▶ [Records supplied]
*** Begin section ***

//! Node identity and mesh-wide settings

use crate::error::{NetworkError, Result};
use securemesh_crypto::{EcKeySize, HashAlgorithm, SymmetricKeySize};
use std::fmt;
use std::net::{IpAddr, Ipv4Addr};
use uuid::Uuid;

/// Reserved id of the root node
pub const MASTER_ID: &str = "master";

/// Default name of the topology handler
pub const DEFAULT_TOPOLOGY_HANDLER: &str = "topology";

/// Settings every member of one mesh must agree on
#[derive(Clone, PartialEq, Eq)]
pub struct MeshSettings {
    /// Pre-shared authentication secret
    pub secret: String,

    /// Hash used to turn the ECDH secret into a session key
    pub hash_algorithm: HashAlgorithm,

    pub symmetric_key_size: SymmetricKeySize,

    pub ec_key_size: EcKeySize,

    /// Name the topology handler is registered under
    pub topology_handler: String,

    /// Address the listener binds to
    pub bind_address: IpAddr,

    /// Upper bound on sessions handled at once; `None` is unbounded
    pub max_concurrent_sessions: Option<usize>,
}

impl MeshSettings {
    pub fn new(secret: impl Into<String>) -> Self {
        MeshSettings {
            secret: secret.into(),
            hash_algorithm: HashAlgorithm::default(),
            symmetric_key_size: SymmetricKeySize::default(),
            ec_key_size: EcKeySize::default(),
            topology_handler: DEFAULT_TOPOLOGY_HANDLER.to_string(),
            bind_address: IpAddr::V4(Ipv4Addr::UNSPECIFIED),
            max_concurrent_sessions: None,
        }
    }

    /// Reject settings under which no session could complete
    pub fn validate(&self) -> Result<()> {
        if self.secret.is_empty() {
            return Err(NetworkError::InvalidSettings(
                "secret must not be empty".to_string(),
            ));
        }
        if self.topology_handler.is_empty() {
            return Err(NetworkError::InvalidSettings(
                "topology handler name is reserved for the fallback handler".to_string(),
            ));
        }
        let digest_len = self.hash_algorithm.output_len();
        let key_len = self.symmetric_key_size.byte_len();
        if digest_len < key_len {
            return Err(NetworkError::InvalidSettings(format!(
                "{} yields {} bytes, {}-bit keys need {}",
                self.hash_algorithm.name(),
                digest_len,
                self.symmetric_key_size.bits(),
                key_len
            )));
        }
        if self.max_concurrent_sessions == Some(0) {
            return Err(NetworkError::InvalidSettings(
                "max_concurrent_sessions must be at least 1".to_string(),
            ));
        }
        Ok(())
    }
}

impl fmt::Debug for MeshSettings {
    fn fmt(&self, f: &mut fmt::Formatter<'_>) -> fmt::Result {
        f.debug_struct("MeshSettings")
            .field("secret", &"<redacted>")
            .field("hash_algorithm", &self.hash_algorithm)
            .field("symmetric_key_size", &self.symmetric_key_size)
            .field("ec_key_size", &self.ec_key_size)
            .field("topology_handler", &self.topology_handler)
            .field("bind_address", &self.bind_address)
            .field("max_concurrent_sessions", &self.max_concurrent_sessions)
            .finish()
    }
}

/// Who this node is; fixed once the listener is bound
#[derive(Debug, Clone)]
pub struct NodeIdentity {
    id: String,
    port: u16,
    settings: MeshSettings,
}

impl NodeIdentity {
    pub fn new(id: impl Into<String>, port: u16, settings: MeshSettings) -> Self {
        NodeIdentity {
            id: id.into(),
            port,
            settings,
        }
    }

    /// Identity of the root node
    pub fn master(port: u16, settings: MeshSettings) -> Self {
        Self::new(MASTER_ID, port, settings)
    }

    pub fn id(&self) -> &str {
        &self.id
    }

    /// Listening port advertised to peers
    pub fn port(&self) -> u16 {
        self.port
    }

    pub fn settings(&self) -> &MeshSettings {
        &self.settings
    }

    pub fn secret(&self) -> &str {
        &self.settings.secret
    }

    pub fn is_master(&self) -> bool {
        self.id == MASTER_ID
    }
}

/// Random id for a joining node
pub fn generate_node_id() -> String {
    Uuid::new_v4().simple().to_string()
}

*** End section ***

▶ [What is required]
Among the lines of the listing above, count those that hold the string "derive", giving the count alone.

▶ [Output below]
2